There's no reason to if you specifically block third-party cookies, which is what is being suggested (and what Axios muddies considerably by using "cookie" and "third-party cookie" interchangably).

Unless you're going to throw out local storage and custom request headers, getting rid of cookies isn't really going to do anything except make the same thing less secure (since you won't be able to benefit from the HttpOnly flag).


Authentication, notably OAuth, from all of the large major providers comes from a domain other than the site content domain. Blocking third party cookies indiscriminately will render you unable to log into facebook, google, twitter, or any microsoft service, or anything that uses those tokens.


No it doesn't.

The user clicks 'log in with google', their browser gets forwarded to whatever.google.com, the (now first party) cookie gets checked, then the user gets forwarded back to your site with the access token as a parameter in the GET request.

No third party cookies needed.


3rd-party cookies aren't actually intrinsic to OIDC auth flows. They might be used by some implementations under some flows, but they're not core to the spec.

Typically the user agent will redirect to a Google/etc login page where it'll have access to first-party cookies. Then will redirect back to the site which requested authentication, passing state in the query params. It's only when you get into using stuff like Okta as a delegated authentication service do you run into trouble with 3rd party cookies.

Edit: As an example, I just logged into Stackoverflow using Google as the authenticator, with umatrix blocking 3rd-party cookies. Worked without a hitch.


> Blocking third party cookies indiscriminately will render you unable to log into facebook, google, twitter, or any microsoft service, or anything that uses those tokens.

I block third party cookies indiscriminately, and I never had issues logging into Facebook, Google, Twitter, or any Microsoft service except for Microsoft Teams. This includes logging into third-party services using the Google login.


The extent to which my browser configuration breaks the websites on your list is my yardstick for success.


It could be done, but first-party cookies aren't really the issue. Most browsers have the option to disable third-party cookies, but many ad-supported sites throw a fit if you browse them that way. I think the goal is to introduce some alternative, then switch blocking third-party cookies to a default. Finally cookies could be a first-party only solution.


Do sites like this deserve my eyeballs?

If the site is essential I wipe the cookies before and after reading.

Most of the time I skip the site in favour of another one.


That's a good question but I won't attempt to answer it for your case.
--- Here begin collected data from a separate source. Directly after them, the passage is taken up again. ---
//! Domain data structures shared by the cache, engine and service crates.

use chrono::{DateTime, NaiveDate, Utc};
use serde::{Deserialize, Serialize};

/// Where a quote's numbers came from.
#[derive(Debug, Clone, Copy, PartialEq, Eq, Hash, Serialize, Deserialize)]
#[serde(rename_all = "lowercase")]
#[non_exhaustive]
pub enum Provenance {
    /// Parsed from a live upstream fetch.
    Live,
    /// Deterministic fixture data (tests and demos).
    Fixture,
}

/// Point-in-time quote for one tracked instrument.
///
/// Quotes are never mutated in place; a refresh replaces the whole snapshot.
#[derive(Debug, Clone, PartialEq, Serialize, Deserialize)]
pub struct Quote {
    /// Canonical registry key, e.g. `RELIANCE`.
    pub symbol: String,
    /// Human-readable name.
    pub name: String,
    /// Sector tag.
    pub sector: String,
    /// Venue ticker the quote was fetched under, e.g. `RELIANCE.NS`.
    pub venue_ticker: String,
    /// Last traded (closing) price.
    pub last: f64,
    /// Previous session's close.
    pub previous_close: f64,
    /// `last - previous_close`, rounded to 2 dp.
    pub change: f64,
    /// Percentage change versus the previous close, rounded to 2 dp.
    pub change_pct: f64,
    /// Session open, when reported.
    pub open: Option<f64>,
    /// Session high, when reported.
    pub high: Option<f64>,
    /// Session low, when reported.
    pub low: Option<f64>,
    /// Session volume (0 when not reported).
    pub volume: u64,
    /// Provenance tag.
    pub provenance: Provenance,
}

/// One daily OHLCV bar as returned by an upstream feed.
///
/// Fields are `f64` and may be NaN when the upstream omitted them.
#[derive(Debug, Clone, Copy, PartialEq, Serialize, Deserialize)]
pub struct DailyBar {
    /// Session date.
    pub date: NaiveDate,
    /// Opening price.
    pub open: f64,
    /// Session high.
    pub high: f64,
    /// Session low.
    pub low: f64,
    /// Closing price.
    pub close: f64,
    /// Traded volume, if known.
    pub volume: Option<u64>,
}

/// A dated closing price.
#[derive(Debug, Clone, Copy, PartialEq, Serialize, Deserialize)]
pub struct PricePoint {
    /// Observation date.
    pub date: NaiveDate,
    /// Closing price.
    pub price: f64,
}

impl PricePoint {
    /// Construct a new price point.
    #[must_use]
    pub const fn new(date: NaiveDate, price: f64) -> Self {
        Self { date, price }
    }
}

/// One step of a forecast series.
#[derive(Debug, Clone, Copy, PartialEq, Serialize, Deserialize)]
pub struct ForecastPoint {
    /// Business date of this step.
    pub date: NaiveDate,
    /// Point estimate.
    pub price: f64,
    /// Lower band.
    pub lower: f64,
    /// Upper band.
    pub upper: f64,
}

/// Expected direction of travel over the forecast horizon.
#[derive(Debug, Clone, Copy, PartialEq, Eq, Hash, Serialize, Deserialize)]
#[serde(rename_all = "UPPERCASE")]
pub enum Direction {
    /// Trend model's terminal forecast is above the last price.
    Up,
    /// Anything else, including a flat forecast.
    Down,
}

/// The three forecast models.
#[derive(Debug, Clone, Copy, PartialEq, Eq, Hash, Serialize, Deserialize)]
#[serde(rename_all = "lowercase")]
pub enum ModelKind {
    /// Non-seasonal ARIMA on price levels.
    Trend,
    /// Weekly-seasonal ARIMA on price levels.
    Seasonal,
    /// GARCH(1,1) variance with a simulated price ensemble.
    Volatility,
}

impl ModelKind {
    /// Stable label used in diagnostics and errors.
    #[must_use]
    pub const fn as_str(self) -> &'static str {
        match self {
            Self::Trend => "trend",
            Self::Seasonal => "seasonal",
            Self::Volatility => "volatility",
        }
    }
}

impl std::fmt::Display for ModelKind {
    fn fmt(&self, f: &mut std::fmt::Formatter<'_>) -> std::fmt::Result {
        f.write_str(self.as_str())
    }
}

/// Diagnostic record for a model whose output was replaced by its fallback.
#[derive(Debug, Clone, PartialEq, Eq, Serialize, Deserialize)]
pub struct ModelFallback {
    /// Model that degraded.
    pub model: ModelKind,
    /// Why the primary fit was abandoned.
    pub reason: String,
}

/// `(p, d, q)` order chosen by the trend model's search.
#[derive(Debug, Clone, Copy, PartialEq, Eq, Hash, Serialize, Deserialize)]
pub struct ArimaOrder {
    /// Autoregressive order.
    pub p: usize,
    /// Differencing order.
    pub d: usize,
    /// Moving-average order.
    pub q: usize,
}

impl std::fmt::Display for ArimaOrder {
    fn fmt(&self, f: &mut std::fmt::Formatter<'_>) -> std::fmt::Result {
        write!(f, "({}, {}, {})", self.p, self.d, self.q)
    }
}

/// Complete three-model forecast for one symbol. Immutable once produced.
#[derive(Debug, Clone, PartialEq, Serialize, Deserialize)]
pub struct ForecastResult {
    /// Canonical symbol the forecast was computed for.
    pub symbol: String,
    /// Human-readable name.
    pub display_name: String,
    /// Last observed price.
    pub last_price: f64,
    /// Date of the last observation.
    pub last_date: NaiveDate,
    /// Direction implied by the trend model's terminal forecast.
    pub direction: Direction,
    /// Trend model series.
    pub trend: Vec<ForecastPoint>,
    /// Seasonal trend model series.
    pub seasonal: Vec<ForecastPoint>,
    /// Simulated volatility band series.
    pub volatility: Vec<ForecastPoint>,
    /// Order picked by the trend model search, if it fitted.
    pub trend_order: Option<ArimaOrder>,
    /// Models that fell back to their degraded output.
    #[serde(default)]
    pub fallbacks: Vec<ModelFallback>,
    /// When the computation finished.
    pub computed_at: DateTime<Utc>,
}

impl ForecastResult {
    /// Returns true when the given model used its fallback output.
    #[must_use]
    pub fn degraded(&self, model: ModelKind) -> bool {
        self.fallbacks.iter().any(|f| f.model == model)
    }

    /// Terminal (furthest-horizon) point of the trend series.
    #[must_use]
    pub fn terminal_trend(&self) -> Option<f64> {
        self.trend.last().map(|p| p.price)
    }
}

/// Cache tier that answered a forecast lookup.
#[derive(Debug, Clone, Copy, PartialEq, Eq, Hash, Serialize, Deserialize)]
#[serde(rename_all = "lowercase")]
pub enum CacheTier {
    /// In-process map.
    Fast,
    /// Per-symbol record on disk.
    Durable,
    /// Not cached.
    None,
}
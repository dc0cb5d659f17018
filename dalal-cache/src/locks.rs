use std::collections::HashMap;
use std::sync::{Arc, Mutex, Weak};

/// Handle to one symbol's computation lock.
pub type SymbolLock = Arc<tokio::sync::Mutex<()>>;

/// One async mutex per symbol, created on demand.
///
/// The registry holds only weak references: a symbol's mutex lives as long
/// as some task holds its handle (or an owned guard). Dead entries are
/// pruned whenever the map grows past the configured threshold, so the map
/// stays bounded by the number of symbols with live handles.
#[derive(Debug)]
pub struct LockRegistry {
    inner: Mutex<HashMap<String, Weak<tokio::sync::Mutex<()>>>>,
    prune_threshold: usize,
}

impl Default for LockRegistry {
    fn default() -> Self {
        Self::new(256)
    }
}

impl LockRegistry {
    /// Create a registry that prunes dead entries above `prune_threshold`.
    #[must_use]
    pub fn new(prune_threshold: usize) -> Self {
        Self {
            inner: Mutex::new(HashMap::new()),
            prune_threshold,
        }
    }

    /// The lock for `symbol`. Concurrent callers get the same mutex.
    pub fn handle(&self, symbol: &str) -> SymbolLock {
        let mut map = self.inner.lock().expect("lock registry poisoned");
        if let Some(existing) = map.get(symbol).and_then(Weak::upgrade) {
            return existing;
        }
        let lock = Arc::new(tokio::sync::Mutex::new(()));
        map.insert(symbol.to_string(), Arc::downgrade(&lock));
        if map.len() > self.prune_threshold {
            map.retain(|_, w| w.strong_count() > 0);
        }
        lock
    }

    /// Whether some task currently holds `symbol`'s lock.
    #[must_use]
    pub fn is_held(&self, symbol: &str) -> bool {
        let lock = {
            let map = self.inner.lock().expect("lock registry poisoned");
            map.get(symbol).and_then(Weak::upgrade)
        };
        lock.is_some_and(|l| l.try_lock().is_err())
    }

    /// Number of entries currently in the map, live or not yet pruned.
    #[must_use]
    pub fn len(&self) -> usize {
        self.inner.lock().expect("lock registry poisoned").len()
    }

    /// Whether the map is empty.
    #[must_use]
    pub fn is_empty(&self) -> bool {
        self.len() == 0
    }
}
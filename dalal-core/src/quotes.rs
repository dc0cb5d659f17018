use std::collections::HashMap;

use crate::connector::BarsByTicker;
use crate::registry::{Listing, Registry};
use crate::types::{DailyBar, Provenance, Quote};

/// Round to two decimal places.
#[must_use]
pub fn round2(x: f64) -> f64 {
    (x * 100.0).round() / 100.0
}

fn last_finite(bars: &[DailyBar], field: impl Fn(&DailyBar) -> f64) -> Option<f64> {
    bars.iter().rev().map(field).find(|v| v.is_finite())
}

/// Build a quote for `listing` from its recent daily bars.
///
/// Uses the last two finite closes; with a single close the previous close
/// equals the last one. Returns `None` when no bar carries a finite close.
#[must_use]
pub fn quote_from_bars(listing: &Listing, bars: &[DailyBar]) -> Option<Quote> {
    let mut closes = bars.iter().map(|b| b.close).filter(|c| c.is_finite());
    let last = closes.next_back()?;
    let prev = closes.next_back().unwrap_or(last);

    let change_pct = if prev == 0.0 {
        0.0
    } else {
        round2((last - prev) / prev * 100.0)
    };

    Some(Quote {
        symbol: listing.symbol.clone(),
        name: listing.name.clone(),
        sector: listing.sector.clone(),
        venue_ticker: listing.venue_ticker.clone(),
        last: round2(last),
        previous_close: round2(prev),
        change: round2(last - prev),
        change_pct,
        open: last_finite(bars, |b| b.open).map(round2),
        high: last_finite(bars, |b| b.high).map(round2),
        low: last_finite(bars, |b| b.low).map(round2),
        volume: bars.iter().rev().find_map(|b| b.volume).unwrap_or(0),
        provenance: Provenance::Live,
    })
}

/// Parse quotes for the `requested` venue tickers out of a feed response.
///
/// Tickers the registry does not know, tickers that were not requested, and
/// tickers without a usable close are skipped. The result is keyed by
/// canonical symbol.
#[must_use]
pub fn quotes_from_bars(
    registry: &Registry,
    requested: &[String],
    bars: &BarsByTicker,
) -> HashMap<String, Quote> {
    requested
        .iter()
        .filter_map(|ticker| {
            let listing = registry.by_venue_ticker(ticker)?;
            let quote = quote_from_bars(listing, bars.get(ticker)?)?;
            Some((listing.symbol.clone(), quote))
        })
        .collect()
}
Most session providers use a session cookie and store all the required values on the server. Moving that to the client will require a lot of additional javascript. And will also make sure that browsing without javascript is definitely impossible. Not to think about the amount of additional security holes that would open.
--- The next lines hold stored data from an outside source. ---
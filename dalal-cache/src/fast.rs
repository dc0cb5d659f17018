use std::time::Duration;

use chrono::Utc;
use moka::future::Cache;

use crate::CachedForecast;

/// Bounded in-memory forecast map keyed by canonical symbol.
///
/// Entries older than the configured TTL are treated as absent and evicted
/// on read.
#[derive(Clone)]
pub struct FastTier {
    inner: Cache<String, CachedForecast>,
    ttl: Duration,
}

impl std::fmt::Debug for FastTier {
    fn fmt(&self, f: &mut std::fmt::Formatter<'_>) -> std::fmt::Result {
        f.debug_struct("FastTier")
            .field("entries", &self.inner.entry_count())
            .field("ttl", &self.ttl)
            .finish()
    }
}

impl FastTier {
    /// Create a tier holding at most `capacity` forecasts for at most `ttl`.
    #[must_use]
    pub fn new(capacity: u64, ttl: Duration) -> Self {
        let inner = Cache::builder()
            .max_capacity(capacity.max(1))
            .time_to_live(ttl.max(Duration::from_millis(1)))
            .build();
        Self { inner, ttl }
    }

    /// Fresh entry for `symbol`, if any.
    pub async fn get(&self, symbol: &str) -> Option<CachedForecast> {
        let entry = self.inner.get(symbol).await?;
        if entry.is_fresh(self.ttl, Utc::now()) {
            return Some(entry);
        }
        self.inner.invalidate(symbol).await;
        None
    }

    /// Store an entry, replacing any previous one for `symbol`.
    pub async fn insert(&self, symbol: &str, entry: CachedForecast) {
        self.inner.insert(symbol.to_string(), entry).await;
    }

    /// Drop the entry for `symbol`.
    pub async fn invalidate(&self, symbol: &str) {
        self.inner.invalidate(symbol).await;
    }
}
Already exists. Custom HTTP Header with a JWT token for example. Also in the body of a post request can be the auth data. In the URL would also be possible but is a security risk due to e.g. browser history.
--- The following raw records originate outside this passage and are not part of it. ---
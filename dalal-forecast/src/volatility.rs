//! GARCH(1,1) volatility model and the seeded Monte Carlo price ensemble.
//!
//! Returns are in percent (daily percentage change x 100), matching the
//! conventional scaling that keeps the likelihood well conditioned.

use dalal_core::{DalalError, ForecastConfig};
use rand::SeedableRng;
use rand::rngs::StdRng;
use rand_distr::{Distribution, StandardNormal};

use crate::arma::Band;
use crate::optimize::nelder_mead;
use crate::stats::{mean, percentile_sorted, sample_variance};

const MODEL: &str = "volatility";
const LN_2PI: f64 = 1.837_877_066_409_345_3;
/// Upper bound on `alpha + beta`, keeping the variance process stationary.
const PERSISTENCE_MAX: f64 = 0.999;
const MIN_RETURNS: usize = 10;

/// Fitted constant-mean GARCH(1,1) on percent returns.
#[derive(Debug, Clone, Copy, PartialEq)]
pub(crate) struct Garch {
    pub(crate) mu: f64,
    pub(crate) omega: f64,
    pub(crate) alpha: f64,
    pub(crate) beta: f64,
    last_resid: f64,
    last_var: f64,
}

fn sigmoid(x: f64) -> f64 {
    1.0 / (1.0 + (-x).exp())
}

fn logit(p: f64) -> f64 {
    (p / (1.0 - p)).ln()
}

/// Unconstrained optimiser coordinates to `(mu, omega, alpha, beta)`.
fn decode(x: &[f64]) -> (f64, f64, f64, f64) {
    let s = PERSISTENCE_MAX * sigmoid(x[2]);
    let alpha = s * sigmoid(x[3]);
    (x[0], x[1].exp(), alpha, s - alpha)
}

/// Variance recursion seeded with `backcast`; returns the negative
/// log-likelihood and the final residual and conditional variance.
fn filter(r: &[f64], mu: f64, omega: f64, alpha: f64, beta: f64, backcast: f64) -> (f64, f64, f64) {
    let mut h = backcast;
    let mut prev = 0.0;
    let mut nll = 0.0;
    for (t, &x) in r.iter().enumerate() {
        if t > 0 {
            h = omega + alpha * prev * prev + beta * h;
        }
        if h.is_nan() || h <= 0.0 || h.is_infinite() {
            return (f64::INFINITY, prev, h);
        }
        let e = x - mu;
        nll += 0.5 * (LN_2PI + h.ln() + e * e / h);
        prev = e;
    }
    (nll, prev, h)
}

impl Garch {
    /// Maximum-likelihood fit on percent returns.
    pub(crate) fn fit(returns_pct: &[f64], max_iter: usize) -> Result<Self, DalalError> {
        if returns_pct.len() < MIN_RETURNS {
            return Err(DalalError::model_fit(
                MODEL,
                format!("{} returns too few", returns_pct.len()),
            ));
        }
        if returns_pct.iter().any(|v| !v.is_finite()) {
            return Err(DalalError::model_fit(MODEL, "non-finite returns"));
        }
        let var = sample_variance(returns_pct);
        if var.is_nan() || var <= 1e-12 {
            return Err(DalalError::model_fit(MODEL, "returns have no variance"));
        }
        let mu0 = mean(returns_pct);

        let x0 = [
            mu0,
            (0.1 * var).ln(),
            logit(0.9 / PERSISTENCE_MAX),
            logit(0.1 / 0.9),
        ];
        let step = [0.1 * var.sqrt(), 0.5, 0.5, 0.5];
        let objective = |x: &[f64]| {
            let (mu, omega, alpha, beta) = decode(x);
            filter(returns_pct, mu, omega, alpha, beta, var).0
        };
        let best = nelder_mead(objective, &x0, &step, max_iter, 1e-9);
        if !best.value.is_finite() {
            return Err(DalalError::model_fit(MODEL, "likelihood did not converge"));
        }

        let (mu, omega, alpha, beta) = decode(&best.x);
        let (_, last_resid, last_var) = filter(returns_pct, mu, omega, alpha, beta, var);
        let fit = Self {
            mu,
            omega,
            alpha,
            beta,
            last_resid,
            last_var,
        };
        if [mu, omega, alpha, beta, last_resid, last_var]
            .iter()
            .any(|v| !v.is_finite())
        {
            return Err(DalalError::model_fit(MODEL, "non-finite parameters"));
        }
        Ok(fit)
    }

    /// Conditional variance forecasts for the next `steps` days.
    pub(crate) fn variance_forecast(&self, steps: usize) -> Vec<f64> {
        let mut out = Vec::with_capacity(steps);
        let mut h = self.omega + self.alpha * self.last_resid * self.last_resid + self.beta * self.last_var;
        for _ in 0..steps {
            out.push(h);
            h = self.omega + (self.alpha + self.beta) * h;
        }
        out
    }
}

/// Simulate price paths compounding `mu + sigma_t * z` returns from
/// `last_price`, and summarise each step by its median and percentile band.
///
/// `mu_pct` and `variances` are in percent units. The generator is seeded,
/// so equal inputs produce equal bands.
pub(crate) fn simulate_band(
    last_price: f64,
    mu_pct: f64,
    variances: &[f64],
    cfg: &ForecastConfig,
) -> Band {
    let steps = variances.len();
    let paths = cfg.simulation_paths.max(1);
    let sigmas: Vec<f64> = variances.iter().map(|v| v.max(0.0).sqrt() / 100.0).collect();
    let drift = mu_pct / 100.0;

    let mut rng = StdRng::seed_from_u64(cfg.simulation_seed);
    let mut by_step: Vec<Vec<f64>> = (0..steps).map(|_| Vec::with_capacity(paths)).collect();
    for _ in 0..paths {
        let mut price = last_price;
        for (t, sigma) in sigmas.iter().enumerate() {
            let z: f64 = StandardNormal.sample(&mut rng);
            price *= 1.0 + drift + sigma * z;
            by_step[t].push(price);
        }
    }

    let mut band = Band {
        mean: Vec::with_capacity(steps),
        lower: Vec::with_capacity(steps),
        upper: Vec::with_capacity(steps),
    };
    for mut prices in by_step {
        prices.sort_by(f64::total_cmp);
        band.mean.push(percentile_sorted(&prices, 50.0));
        band.lower.push(percentile_sorted(&prices, cfg.band_low_pct));
        band.upper.push(percentile_sorted(&prices, cfg.band_high_pct));
    }
    band.floor_lower(last_price * cfg.volatility_lower_floor);
    band
}

/// Fit the variance model to `returns_pct` and simulate the price band.
pub(crate) fn forecast(
    returns_pct: &[f64],
    last_price: f64,
    cfg: &ForecastConfig,
) -> Result<Band, DalalError> {
    let garch = Garch::fit(returns_pct, cfg.garch_max_iter)?;
    let variances = garch.variance_forecast(cfg.horizon);
    Ok(simulate_band(last_price, garch.mu, &variances, cfg))
}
You have to attach that "JWT token" (heh) with e.g JS which makes it vulnerable to XSS, doesn't it?


With xss you can also inject the code. So no cookie extraction needed imho.


advertisment still works, because the site can just execute a js and make a post request to the advertisment company.


what if we remove the JS, and just had the web browser echo a defined string back to the server? if this token uniquely identified the session, we could safely store the data server-side, with minimal leakage to other sites and no need for code execution at all!


I can't tell if you're joking or not but this clearly already exists via HTTP headers.


Yes, including the echo, this is literally cookies.


Install client SSL certificates for the websites that needs would be a start, or cookies die within 60 seconds unless a password has been entered on the site.


IMO one step of tracking is to authenticate the tracked, so whatever the authentication method is, it'll be used as tracking method.